Por TIÃO MAIA, PARA O CONTILNET

O leitor, mesmo os que têm conhecimento de engenharia e de construção civil, pode imaginar uma casa totalmente construída sem fios ou qualquer outro tipo de encanamentos ou cabos? Pois isso é totalmente possível e até reduziria os custos da obra porque o material capaz de substituir as peças industriais seria o bambu, vegetal do qual a Amazônia e o Acre em particular detém as maiores reservas do mundo. Só o Acre deteria 4,5 milhões hectares de reservas nativas de bambu, a maior do mundo.

“Nós temos bambu em abundância, mas aqui este ainda é um produto subutilizável”, diz o engenheiro florestal paranaense Alan Sbardelotto, formado pela Universidade Federal do Paraná e radicado no Acre há 15 anos, que vem acompanhando o desenvolvimento das pesquisas. Segundo ele, cientistas brasileiros desenvolveram conectores de bambu capazes de conduzir eletricidade e líquidos por meio dos microcanais da espessura de um fio de cabelo localizados na estrutura da planta. A ideia é que no futuro conjuntos desses canais sejam agrupados e aplicados na construção civil para construir paredes.

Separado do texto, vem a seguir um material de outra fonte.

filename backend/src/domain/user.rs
//! Registered user records.
//!
//! Wire names follow the registration endpoint (`nome`, `telefone`,
//! `endereco`, `data_nascimento`), so the same JSON shape produced by the
//! synthetic identity generator is accepted here.

use chrono::NaiveDate;
use serde::{Deserialize, Serialize};
use synthetic_data::{Cpf, CpfError};
use thiserror::Error;
use utoipa::ToSchema;

/// Date layout accepted for `data_nascimento`.
pub const BIRTH_DATE_FORMAT: &str = "%Y-%m-%d";

/// Validation failures for user payloads.
#[derive(Debug, Clone, PartialEq, Eq, Error)]
pub enum UserValidationError {
    /// The CPF is malformed or its check digits do not match.
    #[error("cpf is invalid: {0}")]
    InvalidCpf(#[from] CpfError),
    /// The name is empty once trimmed.
    #[error("nome must not be blank")]
    BlankName,
    /// The birth date is not a `YYYY-MM-DD` calendar date.
    #[error("data_nascimento must be a YYYY-MM-DD date, got '{value}'")]
    InvalidBirthDate {
        /// Raw value supplied by the client.
        value: String,
    },
}

impl UserValidationError {
    /// Wire name of the offending field.
    #[must_use]
    pub fn field(&self) -> &'static str {
        match self {
            Self::InvalidCpf(_) => "cpf",
            Self::BlankName => "nome",
            Self::InvalidBirthDate { .. } => "data_nascimento",
        }
    }
}

/// Mutable part of a user record. Everything except the id and CPF.
#[derive(Debug, Clone, PartialEq, Eq, Serialize, Deserialize, ToSchema)]
pub struct UserProfile {
    /// Full name.
    #[serde(rename = "nome")]
    pub name: String,
    /// Contact email.
    pub email: String,
    /// Contact phone number.
    #[serde(rename = "telefone")]
    pub phone: String,
    /// Postal address.
    #[serde(rename = "endereco")]
    pub address: String,
    /// Date of birth.
    #[serde(rename = "data_nascimento")]
    pub birth_date: NaiveDate,
}

impl UserProfile {
    /// Validate raw request fields into a profile.
    ///
    /// # Errors
    ///
    /// Returns [`UserValidationError::BlankName`] for a blank name and
    /// [`UserValidationError::InvalidBirthDate`] when `birth_date` does not
    /// parse as `YYYY-MM-DD`.
    pub fn try_from_parts(
        name: &str,
        email: &str,
        phone: &str,
        address: &str,
        birth_date: &str,
    ) -> Result<Self, UserValidationError> {
        if name.trim().is_empty() {
            return Err(UserValidationError::BlankName);
        }
        let birth_date = NaiveDate::parse_from_str(birth_date.trim(), BIRTH_DATE_FORMAT).map_err(
            |_| UserValidationError::InvalidBirthDate {
                value: birth_date.to_owned(),
            },
        )?;
        Ok(Self {
            name: name.trim().to_owned(),
            email: email.to_owned(),
            phone: phone.to_owned(),
            address: address.to_owned(),
            birth_date,
        })
    }
}

/// A validated user that has not been stored yet.
#[derive(Debug, Clone, PartialEq, Eq)]
pub struct NewUser {
    /// CPF with verified check digits.
    pub cpf: Cpf,
    /// Remaining user fields.
    pub profile: UserProfile,
}

impl NewUser {
    /// Validate a CPF string and pair it with a profile.
    ///
    /// # Errors
    ///
    /// Returns [`UserValidationError::InvalidCpf`] when the CPF fails
    /// verification.
    pub fn try_new(cpf: &str, profile: UserProfile) -> Result<Self, UserValidationError> {
        let cpf = Cpf::parse(cpf.trim())?;
        Ok(Self { cpf, profile })
    }
}

/// A stored user.
///
/// # Examples
/// ```
/// use storefront::domain::{NewUser, User, UserProfile};
///
/// let profile = UserProfile::try_from_parts(
///     "Ada Lovelace",
///     "ada@example.org",
///     "555-0100",
///     "12 Analytical Row",
///     "1815-12-10",
/// )
/// .expect("valid profile");
/// let user = User::from_new(1, NewUser::try_new("12345678909", profile).expect("valid user"));
/// let json = serde_json::to_value(&user).expect("serialise");
/// assert_eq!(json["id"], 1);
/// assert_eq!(json["nome"], "Ada Lovelace");
/// assert_eq!(json["data_nascimento"], "1815-12-10");
/// ```
#[derive(Debug, Clone, PartialEq, Eq, Serialize, Deserialize, ToSchema)]
pub struct User {
    /// Store-assigned identifier.
    pub id: u64,
    /// CPF with verified check digits.
    #[schema(value_type = String, example = "12345678909")]
    pub cpf: Cpf,
    /// Remaining user fields.
    #[serde(flatten)]
    pub profile: UserProfile,
}

impl User {
    /// Attach a store-assigned id to a validated user.
    #[must_use]
    pub fn from_new(id: u64, new_user: NewUser) -> Self {
        Self {
            id,
            cpf: new_user.cpf,
            profile: new_user.profile,
        }
    }
}
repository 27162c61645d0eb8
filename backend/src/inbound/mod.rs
//! Inbound adapters that translate HTTP requests into port calls while
//! keeping framework details at the edge.

pub mod http;
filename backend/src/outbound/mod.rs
//! Outbound adapters implementing domain ports.
//!
//! - **memory**: mutex-guarded user and purchase stores
//! - **product_file**: product catalogue mirrored to a JSON file
//! - **registration**: reqwest client posting identities to a registration
//!   endpoint
//!
//! Adapters translate between domain types and their storage or wire
//! representation. They contain no business rules.

pub mod memory;
pub mod product_file;
pub mod registration;
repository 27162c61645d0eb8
//! Synthetic identity data for exercising registration endpoints.
//!
//! The crate produces believable fake people whose CPF numbers carry valid
//! check digits. It performs no I/O: every random draw comes from a
//! caller-supplied [`rand::Rng`], and ages are measured against a
//! caller-supplied date, so output is reproducible under a seeded RNG.
//!
//! # Example
//!
//! ```
//! use chrono::NaiveDate;
//! use rand::SeedableRng;
//! use rand_chacha::ChaCha8Rng;
//! use synthetic_data::{IdentityGenerator, is_valid_cpf};
//!
//! let mut rng = ChaCha8Rng::seed_from_u64(7);
//! let mut generator = IdentityGenerator::default();
//! let today = NaiveDate::from_ymd_opt(2024, 6, 1).expect("valid date");
//!
//! let people: Vec<_> = (0..3).map(|_| generator.generate(&mut rng, today)).collect();
//! assert!(people.iter().all(|p| is_valid_cpf(p.cpf.as_ref())));
//! ```

mod cpf;
mod error;
mod generator;
mod identity;

pub use cpf::{CPF_BODY_LEN, CPF_LEN, Cpf, check_digits, generate_cpf, is_valid_cpf};
pub use error::{AgeRangeError, CpfError};
pub use generator::{IdentityGenerator, age_on, single_line};
pub use identity::{AGE_LIMIT, AgeRange, DEFAULT_MAX_AGE, DEFAULT_MIN_AGE, SyntheticIdentity};
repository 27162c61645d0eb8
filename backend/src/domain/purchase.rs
//! Purchase orders linking a user to a product.
//!
//! Orders are recorded as given; neither id is checked against the user or
//! product stores.

use serde::{Deserialize, Serialize};
use utoipa::ToSchema;

/// An order that has not been stored yet.
#[derive(Debug, Clone, Copy, PartialEq, Eq)]
pub struct NewPurchase {
    /// Buyer id.
    pub user_id: u64,
    /// Purchased product id.
    pub product_id: u64,
}

/// A stored purchase order.
///
/// ```
/// use storefront::domain::Purchase;
///
/// let order = Purchase { id: 3, user_id: 1, product_id: 7 };
/// let json = serde_json::to_value(order).expect("serialise");
/// assert_eq!(json["id_user"], 1);
/// assert_eq!(json["id_product"], 7);
/// ```
#[derive(Debug, Clone, Copy, PartialEq, Eq, Serialize, Deserialize, ToSchema)]
pub struct Purchase {
    /// Store-assigned identifier.
    pub id: u64,
    /// Buyer id.
    #[serde(rename = "id_user")]
    pub user_id: u64,
    /// Purchased product id.
    #[serde(rename = "id_product")]
    pub product_id: u64,
}

impl Purchase {
    /// Attach a store-assigned id to a new order.
    #[must_use]
    pub fn from_new(id: u64, order: NewPurchase) -> Self {
        Self {
            id,
            user_id: order.user_id,
            product_id: order.product_id,
        }
    }
}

Os estudos mostram que a utilização desta tecnologia causa menos impacto ambiental, principalmente quando a atividade poderia ser associada também à energia solar. Os estudos científicos neste sentido estão bastante adiantados. Com verba destinada pela Fundação de Amparo à Pesquisa do Estado do Rio de Janeiro (Faperj), os autores do estudo patentearam a ideia em agosto de 2019 e ainda publicaram um artigo sobre o assunto no Journal Material Chemistry A, da Royal Society of Chemistry, no Reino Unido.

Engenheiro florestal Alan Sbardelotto mora no Acre há 15 anos

A ideia dos estudos é analisar as estruturas do bambu e surgiu quando o pesquisador Omar Pandoli, do departamento de química da PUC (Pontifícia Universidade Católica) do Rio, fazia um pós doutorado na China, há dez anos. Na época, ele conheceu o professor pioneiro em usar a planta como elemento de reforço leve e sustentável ao concreto na construção civil, inclusive no lugar do aço.

O professor pediu para que Omar tentasse preencher os microcanais internos do bambu com algum material em escala nanométrica. A intenção era aumentar a durabilidade e torná-lo mais resistente a ataques de micróbios e à própria decomposição natural.

Durante os estudos, os pesquisadores perceberam que o bambu, ao contrário de outras plantas estudadas, possui microcanais dispostos em linhas naturalmente isoladas. Isso possibilita que sejam transportados materiais diferentes lado a lado sem que eles entrem em contato entre si. Uma vareta de bambu seria capaz de conduzir corrente elétrica e água sem que eles tenham contato. Algo complexo e caro, ele explica, caso fosse produzido industrialmente.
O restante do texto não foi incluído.